───── Data to process ─────

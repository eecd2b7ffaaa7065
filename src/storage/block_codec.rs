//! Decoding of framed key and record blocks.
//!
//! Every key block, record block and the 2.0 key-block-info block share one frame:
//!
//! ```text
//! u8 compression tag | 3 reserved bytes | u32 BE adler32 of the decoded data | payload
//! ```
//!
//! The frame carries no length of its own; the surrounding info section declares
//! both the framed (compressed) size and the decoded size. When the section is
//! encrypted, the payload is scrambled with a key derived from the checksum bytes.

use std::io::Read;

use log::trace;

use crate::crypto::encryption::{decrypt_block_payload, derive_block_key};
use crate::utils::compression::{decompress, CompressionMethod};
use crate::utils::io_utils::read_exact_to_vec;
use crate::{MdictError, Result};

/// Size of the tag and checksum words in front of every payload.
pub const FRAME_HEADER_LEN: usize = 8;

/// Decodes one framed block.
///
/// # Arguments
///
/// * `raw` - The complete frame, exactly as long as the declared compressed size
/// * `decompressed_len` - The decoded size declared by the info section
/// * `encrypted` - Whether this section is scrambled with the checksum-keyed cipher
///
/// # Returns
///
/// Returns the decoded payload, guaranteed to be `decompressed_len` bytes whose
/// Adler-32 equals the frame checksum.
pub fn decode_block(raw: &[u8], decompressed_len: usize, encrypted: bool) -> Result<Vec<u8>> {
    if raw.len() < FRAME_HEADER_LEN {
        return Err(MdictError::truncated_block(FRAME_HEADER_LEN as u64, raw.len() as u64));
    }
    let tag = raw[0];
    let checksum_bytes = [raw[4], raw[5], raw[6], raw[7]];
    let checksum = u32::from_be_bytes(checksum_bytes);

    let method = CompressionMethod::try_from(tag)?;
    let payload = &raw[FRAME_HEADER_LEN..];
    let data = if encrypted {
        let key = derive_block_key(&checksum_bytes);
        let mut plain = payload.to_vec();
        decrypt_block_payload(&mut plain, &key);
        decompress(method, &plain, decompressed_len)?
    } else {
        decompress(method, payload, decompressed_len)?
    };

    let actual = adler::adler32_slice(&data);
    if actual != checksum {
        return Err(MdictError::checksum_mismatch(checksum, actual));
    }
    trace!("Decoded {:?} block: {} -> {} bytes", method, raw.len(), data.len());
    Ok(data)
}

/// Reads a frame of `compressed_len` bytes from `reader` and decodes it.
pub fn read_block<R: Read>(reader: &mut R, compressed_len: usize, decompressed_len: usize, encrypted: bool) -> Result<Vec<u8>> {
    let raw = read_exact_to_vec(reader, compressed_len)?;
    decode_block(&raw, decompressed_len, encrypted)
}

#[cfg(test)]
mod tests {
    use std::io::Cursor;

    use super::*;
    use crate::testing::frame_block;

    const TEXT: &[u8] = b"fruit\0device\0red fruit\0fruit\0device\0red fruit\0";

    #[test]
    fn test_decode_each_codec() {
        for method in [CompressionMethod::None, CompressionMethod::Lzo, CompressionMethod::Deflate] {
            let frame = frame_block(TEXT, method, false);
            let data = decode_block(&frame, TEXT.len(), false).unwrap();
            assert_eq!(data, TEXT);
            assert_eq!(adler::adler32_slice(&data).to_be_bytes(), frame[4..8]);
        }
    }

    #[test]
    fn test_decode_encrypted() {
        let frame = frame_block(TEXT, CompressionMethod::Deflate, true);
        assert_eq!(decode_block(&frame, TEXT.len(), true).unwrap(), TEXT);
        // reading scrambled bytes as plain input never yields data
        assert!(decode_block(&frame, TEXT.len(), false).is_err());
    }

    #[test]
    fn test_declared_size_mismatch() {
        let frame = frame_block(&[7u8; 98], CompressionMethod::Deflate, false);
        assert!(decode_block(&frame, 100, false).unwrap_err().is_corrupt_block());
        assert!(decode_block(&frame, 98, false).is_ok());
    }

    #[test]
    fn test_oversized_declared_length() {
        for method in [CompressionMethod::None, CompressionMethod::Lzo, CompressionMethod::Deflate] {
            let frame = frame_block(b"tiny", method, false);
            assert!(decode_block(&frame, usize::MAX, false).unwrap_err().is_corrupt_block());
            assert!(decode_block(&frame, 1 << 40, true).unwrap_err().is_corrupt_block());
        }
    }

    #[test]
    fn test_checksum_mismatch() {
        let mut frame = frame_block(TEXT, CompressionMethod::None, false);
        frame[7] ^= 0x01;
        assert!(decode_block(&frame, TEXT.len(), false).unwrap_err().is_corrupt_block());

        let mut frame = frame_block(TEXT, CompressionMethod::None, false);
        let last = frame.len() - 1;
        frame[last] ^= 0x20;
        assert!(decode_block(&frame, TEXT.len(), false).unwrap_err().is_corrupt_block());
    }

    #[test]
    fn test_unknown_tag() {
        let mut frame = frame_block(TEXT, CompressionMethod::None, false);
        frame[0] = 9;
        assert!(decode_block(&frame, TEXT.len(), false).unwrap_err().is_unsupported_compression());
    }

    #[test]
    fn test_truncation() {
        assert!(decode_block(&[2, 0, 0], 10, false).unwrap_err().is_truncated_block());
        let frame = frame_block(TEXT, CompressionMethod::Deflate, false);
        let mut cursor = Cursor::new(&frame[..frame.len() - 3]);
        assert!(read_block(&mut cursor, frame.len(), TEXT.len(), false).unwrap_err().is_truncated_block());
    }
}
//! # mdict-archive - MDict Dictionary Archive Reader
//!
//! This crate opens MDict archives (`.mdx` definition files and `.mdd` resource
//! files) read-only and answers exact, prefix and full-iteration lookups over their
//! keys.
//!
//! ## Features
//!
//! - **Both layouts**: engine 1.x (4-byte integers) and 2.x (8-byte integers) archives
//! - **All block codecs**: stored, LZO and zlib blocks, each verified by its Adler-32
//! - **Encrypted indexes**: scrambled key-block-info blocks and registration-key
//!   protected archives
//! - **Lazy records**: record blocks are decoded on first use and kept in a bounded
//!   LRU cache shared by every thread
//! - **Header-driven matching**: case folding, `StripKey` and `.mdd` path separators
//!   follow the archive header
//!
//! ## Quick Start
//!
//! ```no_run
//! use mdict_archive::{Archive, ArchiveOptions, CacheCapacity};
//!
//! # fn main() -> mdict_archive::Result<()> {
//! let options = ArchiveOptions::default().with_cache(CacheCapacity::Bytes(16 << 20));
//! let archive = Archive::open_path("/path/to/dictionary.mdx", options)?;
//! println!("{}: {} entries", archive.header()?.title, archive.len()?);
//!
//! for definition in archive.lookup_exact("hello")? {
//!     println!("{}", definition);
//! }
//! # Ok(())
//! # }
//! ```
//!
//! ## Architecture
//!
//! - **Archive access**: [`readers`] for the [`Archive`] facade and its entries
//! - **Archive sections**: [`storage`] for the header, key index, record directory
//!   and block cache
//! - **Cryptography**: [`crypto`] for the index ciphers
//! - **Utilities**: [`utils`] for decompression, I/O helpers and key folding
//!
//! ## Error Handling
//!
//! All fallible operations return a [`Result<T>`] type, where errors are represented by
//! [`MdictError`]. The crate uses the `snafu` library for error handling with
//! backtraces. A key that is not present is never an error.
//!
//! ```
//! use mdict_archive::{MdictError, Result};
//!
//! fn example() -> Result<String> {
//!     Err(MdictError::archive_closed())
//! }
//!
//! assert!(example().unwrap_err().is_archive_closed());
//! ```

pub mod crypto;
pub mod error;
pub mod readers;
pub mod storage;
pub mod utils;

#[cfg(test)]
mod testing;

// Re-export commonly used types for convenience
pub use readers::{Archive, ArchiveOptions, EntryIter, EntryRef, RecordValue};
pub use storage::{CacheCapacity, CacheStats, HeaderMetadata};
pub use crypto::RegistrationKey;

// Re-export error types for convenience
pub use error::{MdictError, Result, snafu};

─────

▶ Problem statement: Return each line of the entries that holds the string "const".

▶ Your solution:
pub const FRAME_HEADER_LEN: usize = 8;
    const TEXT: &[u8] = b"fruit\0device\0red fruit\0fruit\0device\0red fruit\0";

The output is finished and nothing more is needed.